*TASK TO CARRY OUT:* Using the records below, filter out every line that lacks "filename" and copy the rest.

*DATA EXTRACT:*

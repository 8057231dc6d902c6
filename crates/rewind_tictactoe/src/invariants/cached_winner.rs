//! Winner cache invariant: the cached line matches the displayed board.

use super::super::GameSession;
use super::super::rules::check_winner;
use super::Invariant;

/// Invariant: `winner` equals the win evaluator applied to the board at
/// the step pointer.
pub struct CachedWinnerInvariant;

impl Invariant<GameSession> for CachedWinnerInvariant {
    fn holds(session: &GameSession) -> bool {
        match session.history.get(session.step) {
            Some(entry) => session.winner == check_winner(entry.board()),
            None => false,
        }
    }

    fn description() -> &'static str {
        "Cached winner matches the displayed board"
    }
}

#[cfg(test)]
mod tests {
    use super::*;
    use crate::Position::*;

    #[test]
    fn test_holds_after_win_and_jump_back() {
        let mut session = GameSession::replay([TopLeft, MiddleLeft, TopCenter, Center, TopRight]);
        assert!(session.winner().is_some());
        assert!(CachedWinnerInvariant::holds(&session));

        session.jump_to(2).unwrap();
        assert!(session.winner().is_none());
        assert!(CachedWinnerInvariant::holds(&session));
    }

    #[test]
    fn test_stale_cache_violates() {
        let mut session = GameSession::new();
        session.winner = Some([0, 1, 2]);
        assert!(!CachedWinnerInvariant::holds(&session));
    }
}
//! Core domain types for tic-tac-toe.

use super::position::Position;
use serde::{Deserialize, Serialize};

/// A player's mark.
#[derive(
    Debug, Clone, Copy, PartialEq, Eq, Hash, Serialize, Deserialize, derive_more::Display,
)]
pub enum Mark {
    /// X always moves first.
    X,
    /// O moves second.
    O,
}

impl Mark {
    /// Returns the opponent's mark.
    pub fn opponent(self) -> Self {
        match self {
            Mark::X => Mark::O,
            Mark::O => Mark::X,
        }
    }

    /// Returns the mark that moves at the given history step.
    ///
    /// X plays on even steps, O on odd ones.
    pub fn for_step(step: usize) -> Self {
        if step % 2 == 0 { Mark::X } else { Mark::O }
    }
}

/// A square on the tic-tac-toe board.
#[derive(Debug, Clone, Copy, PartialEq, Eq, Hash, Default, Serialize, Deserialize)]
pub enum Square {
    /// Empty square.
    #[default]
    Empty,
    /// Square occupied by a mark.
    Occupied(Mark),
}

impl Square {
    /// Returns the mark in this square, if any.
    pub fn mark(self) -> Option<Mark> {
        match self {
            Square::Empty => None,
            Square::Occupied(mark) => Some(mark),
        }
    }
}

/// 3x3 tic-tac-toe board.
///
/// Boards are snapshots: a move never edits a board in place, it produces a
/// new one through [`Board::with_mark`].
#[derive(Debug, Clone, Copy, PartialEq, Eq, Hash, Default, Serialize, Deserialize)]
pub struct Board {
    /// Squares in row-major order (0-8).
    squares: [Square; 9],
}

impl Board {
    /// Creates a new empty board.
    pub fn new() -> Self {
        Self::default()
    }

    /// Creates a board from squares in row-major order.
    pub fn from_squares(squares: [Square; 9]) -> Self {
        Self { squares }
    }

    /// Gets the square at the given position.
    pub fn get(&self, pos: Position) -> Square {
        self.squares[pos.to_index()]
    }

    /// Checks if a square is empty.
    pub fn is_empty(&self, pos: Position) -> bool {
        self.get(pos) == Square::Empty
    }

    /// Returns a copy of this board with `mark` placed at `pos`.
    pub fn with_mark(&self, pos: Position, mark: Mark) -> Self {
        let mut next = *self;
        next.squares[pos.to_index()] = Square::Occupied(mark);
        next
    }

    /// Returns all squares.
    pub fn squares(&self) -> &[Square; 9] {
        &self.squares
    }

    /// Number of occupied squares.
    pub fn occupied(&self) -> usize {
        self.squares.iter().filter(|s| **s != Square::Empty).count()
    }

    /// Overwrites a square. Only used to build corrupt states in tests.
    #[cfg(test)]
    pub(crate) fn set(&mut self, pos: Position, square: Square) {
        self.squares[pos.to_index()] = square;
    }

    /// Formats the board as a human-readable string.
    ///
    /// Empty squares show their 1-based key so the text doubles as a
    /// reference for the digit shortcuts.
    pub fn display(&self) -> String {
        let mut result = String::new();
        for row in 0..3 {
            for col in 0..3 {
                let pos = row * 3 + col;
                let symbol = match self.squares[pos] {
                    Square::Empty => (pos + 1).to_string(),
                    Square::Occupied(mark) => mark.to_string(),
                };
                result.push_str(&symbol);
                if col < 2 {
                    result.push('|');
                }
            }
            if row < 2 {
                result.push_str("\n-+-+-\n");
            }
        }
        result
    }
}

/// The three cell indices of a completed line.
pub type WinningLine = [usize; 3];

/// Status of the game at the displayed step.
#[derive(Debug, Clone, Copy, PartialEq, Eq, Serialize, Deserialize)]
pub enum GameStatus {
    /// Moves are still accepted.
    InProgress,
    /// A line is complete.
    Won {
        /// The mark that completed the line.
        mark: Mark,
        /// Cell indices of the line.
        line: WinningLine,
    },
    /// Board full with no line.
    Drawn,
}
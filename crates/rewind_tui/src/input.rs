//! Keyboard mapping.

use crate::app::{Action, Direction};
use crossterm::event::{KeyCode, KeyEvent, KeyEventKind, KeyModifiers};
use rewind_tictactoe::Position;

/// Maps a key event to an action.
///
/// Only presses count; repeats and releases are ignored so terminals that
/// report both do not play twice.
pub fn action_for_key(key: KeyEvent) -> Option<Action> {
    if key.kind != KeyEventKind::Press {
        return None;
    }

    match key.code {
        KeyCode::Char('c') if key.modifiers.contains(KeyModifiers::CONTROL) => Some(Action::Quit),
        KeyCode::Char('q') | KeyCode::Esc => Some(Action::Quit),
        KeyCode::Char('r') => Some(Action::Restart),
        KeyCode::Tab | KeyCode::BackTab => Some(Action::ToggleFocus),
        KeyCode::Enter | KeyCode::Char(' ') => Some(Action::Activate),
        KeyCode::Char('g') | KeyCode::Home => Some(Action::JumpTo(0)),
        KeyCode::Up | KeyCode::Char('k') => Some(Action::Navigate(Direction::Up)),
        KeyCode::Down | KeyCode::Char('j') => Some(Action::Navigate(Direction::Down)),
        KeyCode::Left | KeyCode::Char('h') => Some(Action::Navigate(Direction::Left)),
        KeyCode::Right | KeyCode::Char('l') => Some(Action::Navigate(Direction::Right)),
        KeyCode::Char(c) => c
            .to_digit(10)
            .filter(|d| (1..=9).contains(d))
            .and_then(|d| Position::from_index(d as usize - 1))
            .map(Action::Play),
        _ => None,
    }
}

==

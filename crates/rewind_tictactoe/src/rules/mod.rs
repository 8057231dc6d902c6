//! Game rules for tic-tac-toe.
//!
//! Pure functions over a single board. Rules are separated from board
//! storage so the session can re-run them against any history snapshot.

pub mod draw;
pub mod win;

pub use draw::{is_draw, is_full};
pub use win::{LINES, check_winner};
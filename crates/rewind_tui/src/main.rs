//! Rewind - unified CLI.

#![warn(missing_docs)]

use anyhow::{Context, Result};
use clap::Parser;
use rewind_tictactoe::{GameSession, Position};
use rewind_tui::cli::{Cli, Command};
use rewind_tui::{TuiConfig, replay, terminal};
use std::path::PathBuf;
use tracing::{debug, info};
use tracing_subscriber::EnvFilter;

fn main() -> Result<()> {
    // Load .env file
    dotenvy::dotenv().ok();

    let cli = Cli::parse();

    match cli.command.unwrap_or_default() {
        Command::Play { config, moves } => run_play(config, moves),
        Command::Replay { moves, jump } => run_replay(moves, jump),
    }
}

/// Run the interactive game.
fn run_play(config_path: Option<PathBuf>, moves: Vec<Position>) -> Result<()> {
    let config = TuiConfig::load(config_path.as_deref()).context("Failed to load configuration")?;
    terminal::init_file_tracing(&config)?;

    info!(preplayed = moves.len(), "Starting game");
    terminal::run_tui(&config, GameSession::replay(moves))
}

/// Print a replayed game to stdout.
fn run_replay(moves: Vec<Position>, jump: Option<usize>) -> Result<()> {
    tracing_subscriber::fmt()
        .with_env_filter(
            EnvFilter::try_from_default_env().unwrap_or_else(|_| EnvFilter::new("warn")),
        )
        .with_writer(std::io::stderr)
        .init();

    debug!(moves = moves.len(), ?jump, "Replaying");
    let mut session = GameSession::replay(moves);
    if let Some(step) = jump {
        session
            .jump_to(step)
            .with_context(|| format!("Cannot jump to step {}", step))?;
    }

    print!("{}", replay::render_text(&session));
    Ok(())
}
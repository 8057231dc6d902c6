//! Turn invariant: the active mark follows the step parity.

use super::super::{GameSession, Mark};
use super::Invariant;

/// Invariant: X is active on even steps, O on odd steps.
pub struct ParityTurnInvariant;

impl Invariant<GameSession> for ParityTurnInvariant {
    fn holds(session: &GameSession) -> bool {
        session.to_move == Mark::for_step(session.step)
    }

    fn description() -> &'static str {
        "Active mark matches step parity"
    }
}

*EXERCISE RESULT:*
filename crates/rewind_tictactoe/src/invariants/cached_winner.rs
filename crates/rewind_tui/src/input.rs
filename crates/rewind_tictactoe/src/rules/mod.rs
filename crates/rewind_tui/src/main.rs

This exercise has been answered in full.